Having trouble getting started with your business analysis work? Unsure about how much time to request from your project manager?

Developing a business analysis work plan will prevent major problems by ensuring that all of the appropriate stakeholders are involved and the requirements will be analyzed and presented using the most effective communication approaches. This class teaches students to consider all of the project and stakeholder characteristics before deciding on appropriate deliverables and producing a time estimate. The work plan also helps the business analyst develop realistic time estimates based on the chosen deliverables. These estimates provide detailed justification for negotiation with project managers and project sponsors. During class students are presented the Business Analysis Planning Framework and are given worksheets to guide their planning efforts.
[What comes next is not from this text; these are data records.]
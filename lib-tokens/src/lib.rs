//! Fungible Token Ledger
//!
//! This crate defines the token collaborator the governance ledger locks,
//! releases and mints through.
//!
//! # Key Types
//!
//! - [`TokenContract`]: token metadata and single-owner authority
//! - [`TokenLedger`]: the collaborator surface (balance, transfer, mint, ownership)
//! - [`TokenRecipient`]: receive hook used by [`send_with_notify`]
//! - [`MemoryTokenLedger`]: in-process implementation
//!
//! # Execution
//!
//! Use [`apply_token_transfer`] and [`apply_token_mint`] to execute balance
//! changes with full validation.

pub mod contract;
pub mod errors;
pub mod ledger;
pub mod transfer;

pub use contract::*;
pub use errors::*;
pub use ledger::{send_with_notify, MemoryTokenLedger, TokenLedger, TokenRecipient};
pub use transfer::{apply_token_mint, apply_token_transfer, TokenStore};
Regardless of when the BA joins a project, this course will help planners build a detailed roadmap and deliver a smart business analysis work plan to the project manager. The business analysis work plan can be a brief note sheet on a small project or a more formal document on larger projects. Regardless of the output, an excellent business analyst should reflect on the plan before starting work. This course supports and extends the techniques in the IIBA BABOK® Guide.

Objectives

  • Use project characteristics, people, and process to determine what business analysis tasks are needed for a project
  • Create a business analysis plan which includes tasks and time estimates for the business analysts and other stakeholders
  • Determine the appropriate level and formality for a plan
  • Use the business analysis work plan as a negotiation tool to get approval for business analysis work on a project

Student Profile

This course is aimed at anyone who is interested in learning a practical approach to plan the business analysis tasks necessary for your project.

Prerequisites

We recommend students attended our Essential Skills for Business Analysis prior to this class, or have at least 2 years of experience in obtaining requirements, analysis and documentation using structured techniques.

Course Materials

Each student will receive a copy of the course documentation prepared by Netmind.

Methodology

Engaging and interactive course. Our instructors teach all course materials using the demonstrative method; the participants learn new concepts through exercises and real application practices.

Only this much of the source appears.